What this task involves:
Return the lines below that contain "assistant".

Records from a data source:
· · ·
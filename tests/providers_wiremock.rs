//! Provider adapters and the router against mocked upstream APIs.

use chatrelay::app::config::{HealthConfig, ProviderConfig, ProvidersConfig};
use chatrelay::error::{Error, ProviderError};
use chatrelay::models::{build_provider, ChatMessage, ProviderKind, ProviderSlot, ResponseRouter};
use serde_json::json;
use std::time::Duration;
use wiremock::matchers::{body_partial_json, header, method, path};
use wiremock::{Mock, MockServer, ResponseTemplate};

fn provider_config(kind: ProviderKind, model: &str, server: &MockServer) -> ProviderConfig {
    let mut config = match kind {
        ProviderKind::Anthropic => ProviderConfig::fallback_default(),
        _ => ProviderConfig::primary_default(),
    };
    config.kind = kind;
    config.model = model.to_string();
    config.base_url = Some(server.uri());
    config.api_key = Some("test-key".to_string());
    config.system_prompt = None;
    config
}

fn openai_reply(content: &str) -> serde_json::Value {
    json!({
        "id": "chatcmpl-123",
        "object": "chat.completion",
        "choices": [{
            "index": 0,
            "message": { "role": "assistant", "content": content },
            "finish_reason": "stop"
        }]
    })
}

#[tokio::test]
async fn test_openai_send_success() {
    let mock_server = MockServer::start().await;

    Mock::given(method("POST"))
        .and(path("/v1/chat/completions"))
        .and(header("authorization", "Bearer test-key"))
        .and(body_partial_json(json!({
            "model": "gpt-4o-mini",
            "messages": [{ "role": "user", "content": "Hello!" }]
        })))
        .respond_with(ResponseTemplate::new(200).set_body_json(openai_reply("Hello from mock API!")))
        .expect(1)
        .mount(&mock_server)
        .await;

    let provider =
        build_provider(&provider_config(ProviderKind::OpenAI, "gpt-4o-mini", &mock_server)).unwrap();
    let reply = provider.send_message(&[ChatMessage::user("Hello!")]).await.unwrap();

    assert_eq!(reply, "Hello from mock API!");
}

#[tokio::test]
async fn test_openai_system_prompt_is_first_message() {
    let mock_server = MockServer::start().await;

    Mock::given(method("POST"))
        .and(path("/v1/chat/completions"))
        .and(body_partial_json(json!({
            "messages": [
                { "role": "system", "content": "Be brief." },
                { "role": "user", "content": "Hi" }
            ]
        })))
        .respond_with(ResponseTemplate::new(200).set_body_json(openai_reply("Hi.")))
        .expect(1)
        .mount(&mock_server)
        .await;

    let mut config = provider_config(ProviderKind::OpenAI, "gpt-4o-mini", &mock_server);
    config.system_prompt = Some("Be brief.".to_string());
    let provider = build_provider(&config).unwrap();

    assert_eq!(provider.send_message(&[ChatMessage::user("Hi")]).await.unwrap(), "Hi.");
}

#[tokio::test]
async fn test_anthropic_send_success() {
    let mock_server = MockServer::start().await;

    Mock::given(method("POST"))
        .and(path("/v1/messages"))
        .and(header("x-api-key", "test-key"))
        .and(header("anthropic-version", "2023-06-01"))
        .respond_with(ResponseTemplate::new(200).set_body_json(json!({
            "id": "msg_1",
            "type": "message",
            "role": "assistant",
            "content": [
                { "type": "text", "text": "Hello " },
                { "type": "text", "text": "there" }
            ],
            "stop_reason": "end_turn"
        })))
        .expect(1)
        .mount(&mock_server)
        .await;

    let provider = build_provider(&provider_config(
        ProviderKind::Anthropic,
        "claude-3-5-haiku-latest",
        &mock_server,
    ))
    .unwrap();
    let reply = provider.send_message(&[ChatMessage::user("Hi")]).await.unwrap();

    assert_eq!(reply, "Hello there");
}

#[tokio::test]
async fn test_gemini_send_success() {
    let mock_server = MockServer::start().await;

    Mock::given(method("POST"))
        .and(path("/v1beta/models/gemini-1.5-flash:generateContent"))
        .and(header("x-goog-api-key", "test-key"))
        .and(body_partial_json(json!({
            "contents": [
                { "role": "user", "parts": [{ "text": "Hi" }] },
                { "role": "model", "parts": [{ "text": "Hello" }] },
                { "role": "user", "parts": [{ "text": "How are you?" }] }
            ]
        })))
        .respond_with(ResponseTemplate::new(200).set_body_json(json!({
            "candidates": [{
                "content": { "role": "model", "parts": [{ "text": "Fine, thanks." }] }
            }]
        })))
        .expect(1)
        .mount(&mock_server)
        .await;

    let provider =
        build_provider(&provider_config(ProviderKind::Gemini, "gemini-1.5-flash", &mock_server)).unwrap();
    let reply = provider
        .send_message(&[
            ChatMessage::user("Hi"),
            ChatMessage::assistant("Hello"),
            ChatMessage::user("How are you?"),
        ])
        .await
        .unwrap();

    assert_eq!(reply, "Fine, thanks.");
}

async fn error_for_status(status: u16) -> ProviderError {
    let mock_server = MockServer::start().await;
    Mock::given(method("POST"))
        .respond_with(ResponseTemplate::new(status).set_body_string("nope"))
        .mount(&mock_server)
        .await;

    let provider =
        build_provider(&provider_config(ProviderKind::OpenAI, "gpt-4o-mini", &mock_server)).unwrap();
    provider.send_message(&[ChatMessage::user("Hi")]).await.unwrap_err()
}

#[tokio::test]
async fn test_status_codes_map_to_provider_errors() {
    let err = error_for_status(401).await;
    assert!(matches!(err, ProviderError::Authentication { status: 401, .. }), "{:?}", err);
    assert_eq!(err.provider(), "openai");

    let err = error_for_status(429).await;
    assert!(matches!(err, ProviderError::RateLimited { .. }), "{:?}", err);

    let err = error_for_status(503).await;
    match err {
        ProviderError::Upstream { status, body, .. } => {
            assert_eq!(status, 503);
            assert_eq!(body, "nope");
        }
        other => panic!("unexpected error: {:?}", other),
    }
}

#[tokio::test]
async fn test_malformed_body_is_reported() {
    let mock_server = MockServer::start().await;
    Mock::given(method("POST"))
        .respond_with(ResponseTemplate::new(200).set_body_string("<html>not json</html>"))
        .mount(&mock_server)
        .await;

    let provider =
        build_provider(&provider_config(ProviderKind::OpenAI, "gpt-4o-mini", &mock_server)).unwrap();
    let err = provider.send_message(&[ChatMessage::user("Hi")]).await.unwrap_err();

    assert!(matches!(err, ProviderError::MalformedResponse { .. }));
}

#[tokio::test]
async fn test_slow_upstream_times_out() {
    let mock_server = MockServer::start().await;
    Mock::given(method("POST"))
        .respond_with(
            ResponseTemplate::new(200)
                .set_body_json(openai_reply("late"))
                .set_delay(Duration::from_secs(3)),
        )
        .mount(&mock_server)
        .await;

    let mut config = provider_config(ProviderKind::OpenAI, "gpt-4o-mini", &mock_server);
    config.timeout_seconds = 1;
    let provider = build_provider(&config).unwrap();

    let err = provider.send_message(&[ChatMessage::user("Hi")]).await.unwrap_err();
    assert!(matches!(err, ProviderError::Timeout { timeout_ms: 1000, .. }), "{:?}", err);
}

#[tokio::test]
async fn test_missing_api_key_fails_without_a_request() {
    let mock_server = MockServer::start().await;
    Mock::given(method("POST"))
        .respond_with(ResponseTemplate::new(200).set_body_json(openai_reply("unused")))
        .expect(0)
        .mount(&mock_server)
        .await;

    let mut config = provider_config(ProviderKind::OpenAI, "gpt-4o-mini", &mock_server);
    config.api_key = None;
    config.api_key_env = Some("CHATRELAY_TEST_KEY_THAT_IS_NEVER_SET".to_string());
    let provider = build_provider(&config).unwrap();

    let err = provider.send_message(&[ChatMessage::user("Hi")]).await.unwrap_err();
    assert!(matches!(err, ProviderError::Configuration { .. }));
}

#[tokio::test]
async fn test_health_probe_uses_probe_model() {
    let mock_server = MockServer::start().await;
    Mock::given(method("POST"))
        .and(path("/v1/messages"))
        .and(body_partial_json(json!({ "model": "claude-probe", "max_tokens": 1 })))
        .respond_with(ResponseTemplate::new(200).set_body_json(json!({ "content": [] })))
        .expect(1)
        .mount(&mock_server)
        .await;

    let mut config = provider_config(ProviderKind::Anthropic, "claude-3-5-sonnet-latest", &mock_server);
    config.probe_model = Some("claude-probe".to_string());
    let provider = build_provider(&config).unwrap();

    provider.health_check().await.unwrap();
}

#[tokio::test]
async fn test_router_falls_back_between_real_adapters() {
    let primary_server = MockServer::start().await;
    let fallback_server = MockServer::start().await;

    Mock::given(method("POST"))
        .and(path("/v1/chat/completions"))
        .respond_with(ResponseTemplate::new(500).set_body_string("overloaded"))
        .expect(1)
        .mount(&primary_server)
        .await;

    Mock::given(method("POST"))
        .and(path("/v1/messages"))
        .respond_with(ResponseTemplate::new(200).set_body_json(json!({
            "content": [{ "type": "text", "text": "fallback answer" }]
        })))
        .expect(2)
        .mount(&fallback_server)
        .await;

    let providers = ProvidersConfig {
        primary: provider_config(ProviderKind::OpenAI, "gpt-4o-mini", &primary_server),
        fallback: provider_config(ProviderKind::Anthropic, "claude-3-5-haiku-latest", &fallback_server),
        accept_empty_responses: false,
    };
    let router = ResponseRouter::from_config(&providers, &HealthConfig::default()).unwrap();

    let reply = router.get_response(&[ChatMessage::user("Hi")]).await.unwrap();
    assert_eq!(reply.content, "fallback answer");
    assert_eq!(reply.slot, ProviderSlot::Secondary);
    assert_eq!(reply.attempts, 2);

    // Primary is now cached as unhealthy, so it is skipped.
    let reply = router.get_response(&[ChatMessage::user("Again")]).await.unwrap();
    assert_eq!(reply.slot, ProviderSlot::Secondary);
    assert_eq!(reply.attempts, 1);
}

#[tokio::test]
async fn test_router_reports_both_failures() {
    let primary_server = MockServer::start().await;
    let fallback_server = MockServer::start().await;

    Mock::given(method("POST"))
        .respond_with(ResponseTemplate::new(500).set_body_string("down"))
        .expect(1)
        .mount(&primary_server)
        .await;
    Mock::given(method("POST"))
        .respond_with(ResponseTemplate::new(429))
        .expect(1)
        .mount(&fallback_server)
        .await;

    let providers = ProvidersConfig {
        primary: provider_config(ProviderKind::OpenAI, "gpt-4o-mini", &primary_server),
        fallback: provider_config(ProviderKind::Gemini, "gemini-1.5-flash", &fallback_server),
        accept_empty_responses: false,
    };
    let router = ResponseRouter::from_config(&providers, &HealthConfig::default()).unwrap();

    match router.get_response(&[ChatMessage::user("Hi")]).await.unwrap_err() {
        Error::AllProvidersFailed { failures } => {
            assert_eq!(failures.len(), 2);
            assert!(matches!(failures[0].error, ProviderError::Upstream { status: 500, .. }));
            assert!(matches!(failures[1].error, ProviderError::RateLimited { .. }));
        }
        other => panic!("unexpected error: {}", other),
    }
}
· · ·
Your response:
            "message": { "role": "assistant", "content": content },
            "role": "assistant",
            ChatMessage::assistant("Hello"),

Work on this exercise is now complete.